PROBLEM DETAILS: In the records below, find the line that contains "fn run_evaluate(args: EvaluateArgs)" and repeat it, along with each line after it, exactly as written.

══ RECORDS

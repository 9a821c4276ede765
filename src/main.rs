use anyhow::{Context, Result};
use burn::backend::Autodiff;
use burn::prelude::Backend;
use harnet::cli::{parse_args, setup_logging, Commands, EvaluateArgs, TrainArgs};
use harnet::config::{self, Preset};
use harnet::data::{loader, SignalDataset, LABELS};
use harnet::plot::{self, MetricKind};
use harnet::training::trainer::Trainer;
use harnet::{eval, DefaultBackend};
use tracing::{error, info};

type TrainBackend = Autodiff<DefaultBackend>;

fn main() {
    let cli = parse_args();

    setup_logging(cli.verbose);

    info!("{}", harnet::info());

    let result = match cli.command {
        Commands::Train(args) => run_train(args),
        Commands::Evaluate(args) => run_evaluate(args),
    };

    if let Err(e) = result {
        error!("Error: {:#}", e);
        std::process::exit(1);
    }
}

fn load_split(data: &std::path::Path, split: &str) -> Result<SignalDataset> {
    let (signal_paths, label_path) = loader::dataset_paths(data, split);
    let signals = loader::load_signals(&signal_paths)
        .with_context(|| format!("Failed to load {} signals", split))?;
    let labels = loader::load_labels(&label_path)
        .with_context(|| format!("Failed to load {} labels", split))?;
    SignalDataset::new(signals, labels)
}

fn run_train(args: TrainArgs) -> Result<()> {
    let preset = Preset::by_name(&args.preset)
        .with_context(|| format!("Known presets: {:?}", Preset::names()))?;
    info!("Selected preset {}: {}", preset.name, preset.diag);

    let epochs = if args.quick {
        5
    } else {
        args.epochs.unwrap_or(config::N_EPOCHS)
    };
    harnet::utils::validation::positive(epochs as i64, "epochs")?;

    harnet::utils::ensure_dir(&args.output)?;

    // Weight initialization is the only stochastic step; seed it once.
    TrainBackend::seed(args.seed);
    let device = <TrainBackend as Backend>::Device::default();

    info!("Loading data from {:?}", args.data);
    let train = load_split(&args.data, "train")?;
    let test = load_split(&args.data, "test")?;
    info!(
        "Loaded {} training and {} test windows",
        train.len(),
        test.len()
    );

    let trainer = Trainer::<TrainBackend>::new(&preset, device.clone()).with_epochs(epochs);
    let outcomes = trainer.train_all(&train, &test).context("Training failed")?;

    let mut final_losses: Vec<(f64, f64, f64)> = Vec::new();

    for outcome in &outcomes {
        let state = &outcome.run.state;
        let lr = outcome.run.learning_rate;
        let x = state.epoch_axis();

        // Accuracy chart is in percent, loss stays raw.
        let train_acc: Vec<f64> =
            state.train_accuracy_history.iter().map(|a| a * 100.0).collect();
        let test_acc: Vec<f64> =
            state.test_accuracy_history.iter().map(|a| a * 100.0).collect();

        plot::plot_curves(&x, &train_acc, &test_acc, MetricKind::Accuracy, epochs, lr, &args.output)?;
        plot::plot_curves(
            &x,
            &state.train_loss_history,
            &state.test_loss_history,
            MetricKind::Loss,
            epochs,
            lr,
            &args.output,
        )?;

        final_losses.push((
            lr,
            state.train_loss_history.last().copied().unwrap_or(0.0),
            state.test_loss_history.last().copied().unwrap_or(0.0),
        ));

        info!(
            "Run at lr {} finished in {}",
            lr,
            harnet::utils::format_duration(outcome.run.duration_secs)
        );

        let evaluation =
            eval::evaluate(&outcome.model, &test, config::N_CLASSES, &args.output, &device)?;
        eval::write_report(&evaluation, &preset, &args.output)?;
    }

    // Final train/test loss against learning rate, one point per run.
    let lrs: Vec<f64> = final_losses.iter().map(|(lr, _, _)| *lr).collect();
    let train_losses: Vec<f64> = final_losses.iter().map(|(_, t, _)| *t).collect();
    let test_losses: Vec<f64> = final_losses.iter().map(|(_, _, t)| *t).collect();
    let last_lr = lrs.last().copied().unwrap_or(0.0);
    plot::plot_curves(
        &lrs,
        &train_losses,
        &test_losses,
        MetricKind::LossVsLr,
        epochs,
        last_lr,
        &args.output,
    )?;

    info!("Charts and results written to {:?}", args.output);
    Ok(())
}

fn run_evaluate(args: EvaluateArgs) -> Result<()> {
    info!("Inspecting {} split under {:?}", args.split, args.data);

    let dataset = load_split(&args.data, &args.split)?;

    println!(
        "{} split: {} windows x {} timesteps x {} channels",
        args.split,
        dataset.len(),
        dataset.signals.timesteps(),
        dataset.signals.channels()
    );
    println!("Label distribution:");
    for (label, count) in dataset
        .label_distribution(config::N_CLASSES)
        .iter()
        .enumerate()
    {
        println!("  {:<20} {}", LABELS[label], count);
    }

    Ok(())
}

════

RESPONSE BOX:
fn run_evaluate(args: EvaluateArgs) -> Result<()> {
    info!("Inspecting {} split under {:?}", args.split, args.data);

    let dataset = load_split(&args.data, &args.split)?;

    println!(
        "{} split: {} windows x {} timesteps x {} channels",
        args.split,
        dataset.len(),
        dataset.signals.timesteps(),
        dataset.signals.channels()
    );
    println!("Label distribution:");
    for (label, count) in dataset
        .label_distribution(config::N_CLASSES)
        .iter()
        .enumerate()
    {
        println!("  {:<20} {}", LABELS[label], count);
    }

    Ok(())
}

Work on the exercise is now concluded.